• Work to be completed
For this listing, the lines between the one holding "use std::fs::OpenOptions;" and the one holding "const ENV_LOG_PATH: &str", inclusive, must be set down exactly.

=== Supplied data ===

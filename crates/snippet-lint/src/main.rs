//! snippet-lint CLI
#![deny(unsafe_code)]

use anyhow::Context;
use clap::Parser;
use snippet_lint::{Cli, Commands, commands};
use snippet_lint_core::config::ConfigLoader;
use tracing::debug;

mod observability;

fn main() -> anyhow::Result<()> {
    let cli = Cli::parse();
    cli.color.apply();

    if cli.version_only {
        println!("{}", env!("CARGO_PKG_VERSION"));
        return Ok(());
    }

    // arg_required_else_help ensures we have --version-only or a subcommand
    let Some(command) = cli.command else {
        return Ok(());
    };

    if let Some(ref dir) = cli.chdir {
        std::env::set_current_dir(dir)
            .with_context(|| format!("failed to change directory to {}", dir.display()))?;
    }

    let cwd = std::env::current_dir().context("failed to determine current directory")?;
    let cwd = camino::Utf8PathBuf::try_from(cwd).map_err(|e| {
        anyhow::anyhow!(
            "current directory is not valid UTF-8: {}",
            e.into_path_buf().display()
        )
    })?;
    let mut loader = ConfigLoader::new().with_project_search(&cwd);
    if let Some(ref config_path) = cli.config {
        let config_path = camino::Utf8PathBuf::try_from(config_path.clone()).map_err(|e| {
            anyhow::anyhow!(
                "config path is not valid UTF-8: {}",
                e.into_path_buf().display()
            )
        })?;
        loader = loader.with_file(&config_path);
    }
    let (config, config_sources) = loader.load().context("failed to load configuration")?;

    let obs_config = observability::ObservabilityConfig::from_env_with_overrides(
        config
            .log_dir
            .as_ref()
            .map(|dir| dir.as_std_path().to_path_buf()),
    );
    let env_filter = observability::env_filter(cli.quiet, cli.verbose, config.log_level.as_str());
    let _guard = observability::init_observability(&obs_config, env_filter)
        .context("failed to initialize logging/tracing")?;

    debug!(
        verbose = cli.verbose,
        quiet = cli.quiet,
        json = cli.json,
        color = ?cli.color,
        chdir = ?cli.chdir,
        config_file = ?config_sources.primary_file(),
        "CLI initialized"
    );

    let max_input = config.max_input();

    let result = match command {
        Commands::Check(args) => commands::check::cmd_check(args, cli.json, &config, max_input),
        Commands::Info(args) => commands::info::cmd_info(args, cli.json, &config, &config_sources),
        #[cfg(feature = "http")]
        Commands::Serve(args) => {
            let rt = tokio::runtime::Runtime::new()
                .context("failed to create async runtime for HTTP server")?;
            rt.block_on(commands::serve::cmd_serve(args, config))
        }
    };
    if let Err(ref err) = result {
        tracing::error!(error = %err, "fatal error");
    }
    result
}
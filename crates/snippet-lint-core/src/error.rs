//! Error types for snippet-lint-core.

use thiserror::Error;

/// Errors that can occur when working with configuration.
#[derive(Error, Debug)]
pub enum ConfigError {
    /// Failed to deserialize configuration.
    #[error("invalid configuration: {0}")]
    Deserialize(#[from] Box<figment::Error>),

    /// Configuration file not found after searching all locations.
    #[error("no configuration file found")]
    NotFound,

    /// The external backend was selected but no program was configured.
    #[error("backend `external` requires `external.program` to be set")]
    MissingExternalProgram,
}

/// Result type alias using [`ConfigError`].
pub type ConfigResult<T> = Result<T, ConfigError>;

/// Errors raised by an external static-analysis tool.
#[derive(Error, Debug)]
pub enum ExternalAnalyzerError {
    /// The tool process could not be started.
    #[error("failed to start `{program}`: {source}")]
    Spawn {
        /// Program that was invoked.
        program: String,
        /// Underlying I/O error.
        source: std::io::Error,
    },

    /// Writing the code to the tool or reading its output failed.
    #[error("I/O error talking to `{program}`: {source}")]
    Io {
        /// Program that was invoked.
        program: String,
        /// Underlying I/O error.
        source: std::io::Error,
    },

    /// The tool was killed by a signal instead of exiting.
    #[error("`{program}` terminated without an exit code")]
    Terminated {
        /// Program that was invoked.
        program: String,
    },

    /// The tool's output was not the expected JSON issue list.
    #[error("`{program}` produced malformed output: {source}")]
    MalformedOutput {
        /// Program that was invoked.
        program: String,
        /// Underlying parse error.
        source: serde_json::Error,
    },
}

/// Result type alias using [`ExternalAnalyzerError`].
pub type ExternalResult<T> = Result<T, ExternalAnalyzerError>;

/// Errors that can occur during code analysis.
#[derive(Error, Debug)]
pub enum AnalysisError {
    /// The maximum line length must be at least one character.
    #[error("maximum line length must be positive, got {0}")]
    InvalidLineLength(usize),

    /// The submitted code exceeds the configured input limit.
    #[error("input too large: {size} bytes (limit: {limit} bytes)")]
    InputTooLarge {
        /// Size of the submitted code in bytes.
        size: usize,
        /// Configured limit in bytes.
        limit: usize,
    },

    /// The external analyzer failed and the failure policy is `error`.
    #[error("external analyzer failed: {0}")]
    External(#[from] ExternalAnalyzerError),
}

/// Result type alias using [`AnalysisError`].
pub type AnalysisResult<T> = Result<T, AnalysisError>;
//! Logging setup.
//!
//! Human-readable logs go to stderr. When a log file or directory is
//! configured, events are also written there as JSON lines through a
//! non-blocking writer; the returned guard must live until exit so the
//! writer flushes.
//!
//! Filter precedence: `RUST_LOG`, then `-q`/`-v`, then config `log_level`.

use std::fs::OpenOptions;
use std::path::PathBuf;

use anyhow::Context;
use tracing_appender::non_blocking::{NonBlocking, WorkerGuard};
use tracing_subscriber::EnvFilter;
use tracing_subscriber::fmt;
use tracing_subscriber::prelude::*;

const ENV_LOG_PATH: &str = "SNIPPET_LINT_LOG_PATH";
const ENV_LOG_DIR: &str = "SNIPPET_LINT_LOG_DIR";
const LOG_FILE_PREFIX: &str = "snippet-lint.jsonl";

/// Where file logs go, if anywhere.
#[derive(Debug, Clone, Default, PartialEq, Eq)]
pub struct ObservabilityConfig {
    /// Explicit log file (appended to).
    pub log_path: Option<PathBuf>,
    /// Directory for daily-rotated log files.
    pub log_dir: Option<PathBuf>,
}

impl ObservabilityConfig {
    /// Read `SNIPPET_LINT_LOG_PATH` / `SNIPPET_LINT_LOG_DIR`, falling back to
    /// the config file's `log_dir`.
    pub fn from_env_with_overrides(config_log_dir: Option<PathBuf>) -> Self {
        Self {
            log_path: std::env::var_os(ENV_LOG_PATH).map(PathBuf::from),
            log_dir: std::env::var_os(ENV_LOG_DIR)
                .map(PathBuf::from)
                .or(config_log_dir),
        }
    }
}

/// Build the event filter.
pub fn env_filter(quiet: bool, verbose: u8, default_level: &str) -> EnvFilter {
    if let Ok(filter) = EnvFilter::try_from_default_env() {
        return filter;
    }
    let level = if quiet {
        "error"
    } else {
        match verbose {
            0 => default_level,
            1 => "debug",
            _ => "trace",
        }
    };
    EnvFilter::new(level)
}

/// Install the global subscriber.
pub fn init_observability(
    config: &ObservabilityConfig,
    filter: EnvFilter,
) -> anyhow::Result<Option<WorkerGuard>> {
    let stderr_layer = fmt::layer()
        .with_writer(std::io::stderr)
        .with_target(false);

    let (file_layer, guard) = match file_writer(config)? {
        Some((writer, guard)) => (
            Some(fmt::layer().json().with_writer(writer)),
            Some(guard),
        ),
        None => (None, None),
    };

    tracing_subscriber::registry()
        .with(filter)
        .with(stderr_layer)
        .with(file_layer)
        .try_init()
        .context("failed to install tracing subscriber")?;

    Ok(guard)
}

fn file_writer(config: &ObservabilityConfig) -> anyhow::Result<Option<(NonBlocking, WorkerGuard)>> {
    if let Some(ref path) = config.log_path {
        if let Some(parent) = path.parent().filter(|p| !p.as_os_str().is_empty()) {
            std::fs::create_dir_all(parent)
                .with_context(|| format!("failed to create log directory {}", parent.display()))?;
        }
        let file = OpenOptions::new()
            .create(true)
            .append(true)
            .open(path)
            .with_context(|| format!("failed to open log file {}", path.display()))?;
        return Ok(Some(tracing_appender::non_blocking(file)));
    }

    if let Some(ref dir) = config.log_dir {
        std::fs::create_dir_all(dir)
            .with_context(|| format!("failed to create log directory {}", dir.display()))?;
        let appender = tracing_appender::rolling::daily(dir, LOG_FILE_PREFIX);
        return Ok(Some(tracing_appender::non_blocking(appender)));
    }

    Ok(None)
}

===

• Solved problem
use std::fs::OpenOptions;
use std::path::PathBuf;

use anyhow::Context;
use tracing_appender::non_blocking::{NonBlocking, WorkerGuard};
use tracing_subscriber::EnvFilter;
use tracing_subscriber::fmt;
use tracing_subscriber::prelude::*;

const ENV_LOG_PATH: &str = "SNIPPET_LINT_LOG_PATH";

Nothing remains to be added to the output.